19 marzo 2026

Cuentos de humor y de horror

Son breves piezas en las que predomina el humor sobre el horror, que, cuando existe, se concreta en la narración de sucesos macabros y violentos como si se tratase de narrar una comida familiar: es decir, humor negro, más que horror. Un humor británico a carta cabal, donde cada diálogo se recubre de una exquisitez de té con pastas, con circunloquios que disimulan la tirantez, la agresividad o el desgarro.

Me gustaría que la cocinera aprendiera a preparar el curry o que tuviera el buen tino de no intentarlo.

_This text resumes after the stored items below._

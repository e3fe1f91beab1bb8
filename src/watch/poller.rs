// src/watch/poller.rs

//! Polling event source.
//!
//! Lists the source directory on a fixed interval and reports files that are
//! new, or whose size or modification time changed since the last listing.

use std::collections::HashMap;
use std::io;
use std::path::{Path, PathBuf};
use std::sync::Arc;
use std::time::{Duration, SystemTime};

use tokio::sync::mpsc;
use tokio::task::JoinHandle;
use tokio::time::MissedTickBehavior;
use tracing::{debug, info, warn};

use crate::engine::RuntimeEvent;
use crate::fs::FileSystem;
use crate::watch::patterns::{scan_dir, FileMatcher};

/// What the poller remembers about a file between listings.
#[derive(Debug, Clone, Copy, PartialEq, Eq)]
pub struct Fingerprint {
    pub len: u64,
    pub modified: Option<SystemTime>,
}

/// One listing pass. Returns the paths that should be reported, and updates
/// `seen` (files that disappeared are forgotten).
pub fn poll_once(
    fs: &dyn FileSystem,
    dir: &Path,
    matcher: &FileMatcher,
    seen: &mut HashMap<PathBuf, Fingerprint>,
) -> io::Result<Vec<PathBuf>> {
    let present = scan_dir(fs, dir, matcher)?;
    let mut reported = Vec::new();
    let mut current = HashMap::with_capacity(present.len());

    for path in present {
        let stat = match fs.stat(&path) {
            Ok(stat) => stat,
            // Removed between listing and stat.
            Err(err) if err.kind() == io::ErrorKind::NotFound => continue,
            Err(err) => return Err(err),
        };
        let fingerprint = Fingerprint {
            len: stat.len,
            modified: stat.modified,
        };
        if seen.get(&path) != Some(&fingerprint) {
            reported.push(path.clone());
        }
        current.insert(path, fingerprint);
    }

    *seen = current;
    Ok(reported)
}

pub fn spawn_poller(
    dir: PathBuf,
    matcher: FileMatcher,
    interval: Duration,
    fs: Arc<dyn FileSystem>,
    runtime_tx: mpsc::Sender<RuntimeEvent>,
) -> JoinHandle<()> {
    tokio::spawn(async move {
        let mut ticker = tokio::time::interval(interval);
        ticker.set_missed_tick_behavior(MissedTickBehavior::Delay);

        let mut seen = HashMap::new();
        let mut dir_present = None;

        info!(?dir, ?interval, "polling watcher started");

        loop {
            ticker.tick().await;

            let reported = match poll_once(fs.as_ref(), &dir, &matcher, &mut seen) {
                Ok(paths) => {
                    if dir_present != Some(true) {
                        debug!(?dir, "source directory is available");
                        dir_present = Some(true);
                    }
                    paths
                }
                Err(err) if err.kind() == io::ErrorKind::NotFound => {
                    if dir_present != Some(false) {
                        info!(?dir, "source directory does not exist yet; waiting");
                        dir_present = Some(false);
                    }
                    continue;
                }
                Err(err) => {
                    warn!(?dir, error = %err, "failed to list source directory");
                    continue;
                }
            };

            for path in reported {
                debug!(?path, "poller reported candidate");
                if runtime_tx
                    .send(RuntimeEvent::CandidateSeen { path })
                    .await
                    .is_err()
                {
                    debug!("runtime channel closed; stopping poller");
                    return;
                }
            }
        }
    })
}

#[cfg(test)]
mod tests {
    use super::*;
    use crate::fs::mock::MockFileSystem;

    #[test]
    fn reports_new_and_changed_files_once() {
        let fs = MockFileSystem::new();
        let dir = Path::new("/dl");
        let matcher = FileMatcher::new("GPT_RESPONSE.md").unwrap();
        let mut seen = HashMap::new();

        fs.add_dir(dir);
        assert!(poll_once(&fs, dir, &matcher, &mut seen).unwrap().is_empty());

        fs.add_file("/dl/GPT_RESPONSE.md", "Target");
        fs.add_file("/dl/ignored.md", "x");
        let first = poll_once(&fs, dir, &matcher, &mut seen).unwrap();
        assert_eq!(first, vec![PathBuf::from("/dl/GPT_RESPONSE.md")]);

        // Unchanged: not reported again.
        assert!(poll_once(&fs, dir, &matcher, &mut seen).unwrap().is_empty());

        fs.append("/dl/GPT_RESPONSE.md", b" path: /tmp\n");
        let changed = poll_once(&fs, dir, &matcher, &mut seen).unwrap();
        assert_eq!(changed.len(), 1);
    }

    #[test]
    fn forgets_removed_files() {
        let fs = MockFileSystem::new();
        let dir = Path::new("/dl");
        let matcher = FileMatcher::new("*.md").unwrap();
        let mut seen = HashMap::new();

        fs.add_file("/dl/a.md", "x");
        poll_once(&fs, dir, &matcher, &mut seen).unwrap();
        fs.remove_file(Path::new("/dl/a.md")).unwrap();
        poll_once(&fs, dir, &matcher, &mut seen).unwrap();
        assert!(seen.is_empty());
    }

    #[test]
    fn missing_directory_is_not_found() {
        let fs = MockFileSystem::new();
        let matcher = FileMatcher::new("*.md").unwrap();
        let err = poll_once(&fs, Path::new("/nope"), &matcher, &mut HashMap::new()).unwrap_err();
        assert_eq!(err.kind(), io::ErrorKind::NotFound);
    }
}
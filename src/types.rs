use std::fmt;

use clap::ValueEnum;
use serde::Deserialize;

/// How the event source learns about new files in the source directory.
///
/// - `Notify`: native filesystem change notification (`notify` crate),
///   non-recursive, plus a one-off scan of files already present.
/// - `Poll`: list the directory on a fixed interval and report files that are
///   new or whose size/mtime changed since the previous listing.
#[derive(Debug, Clone, Copy, PartialEq, Eq, Deserialize, ValueEnum)]
#[serde(rename_all = "lowercase")]
pub enum WatchStrategy {
    Notify,
    Poll,
}

impl Default for WatchStrategy {
    fn default() -> Self {
        WatchStrategy::Notify
    }
}

/// Whether the watcher stops after its first successful relocation.
#[derive(Debug, Clone, Copy, PartialEq, Eq, Deserialize)]
#[serde(rename_all = "kebab-case")]
pub enum RunMode {
    /// Exit with status 0 after the first successful relocation.
    OneShot,
    /// Keep watching until the global timeout or a shutdown request.
    Continuous,
}

impl Default for RunMode {
    fn default() -> Self {
        RunMode::OneShot
    }
}

impl RunMode {
    pub fn is_one_shot(self) -> bool {
        matches!(self, RunMode::OneShot)
    }
}

impl fmt::Display for RunMode {
    fn fmt(&self, f: &mut fmt::Formatter<'_>) -> fmt::Result {
        match self {
            RunMode::OneShot => f.write_str("one-shot"),
            RunMode::Continuous => f.write_str("continuous"),
        }
    }
}
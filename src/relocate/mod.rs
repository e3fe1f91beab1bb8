// src/relocate/mod.rs

//! Relocation engine: directory creation, no-clobber moves with retry, and
//! companion collection.

pub mod engine;
pub mod naming;
pub mod retry;

pub use engine::{MissingCompanion, MoveFailure, MovedFile, RelocationEngine, RelocationOutcome};
pub use naming::candidate_name;
pub use retry::{is_transient, RetryPolicy};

La señora Momeby apretó contra sí al Erik genuino, como si temiera que su terrible vecina, por resentimiento, pudiera transformarlo en un acuario de peces dorados.

Lo que más se asemejaba a su ideal de un sedante nervioso era un music-hall atestado donde una ruidosa orquesta brindara una interpretación exuberante de 1812 [después de asistir a una serie de sucesos alucinantes en una granja].

…en cierta ocasión se había comido cuatro manzanas verdes en el jardín botánico, de modo que se le atribuía en general un ingenio bastante áspero. Las malas lenguas murmuraban que dormía en una hamaca y que entendía los poemas de Yeats, pero su familia negaba ambas acusaciones.

Y así. La lectura resulta deliciosa, aunque algunos finales te dejen de un aire, hasta que los pillas. Pasa a veces con los chistes.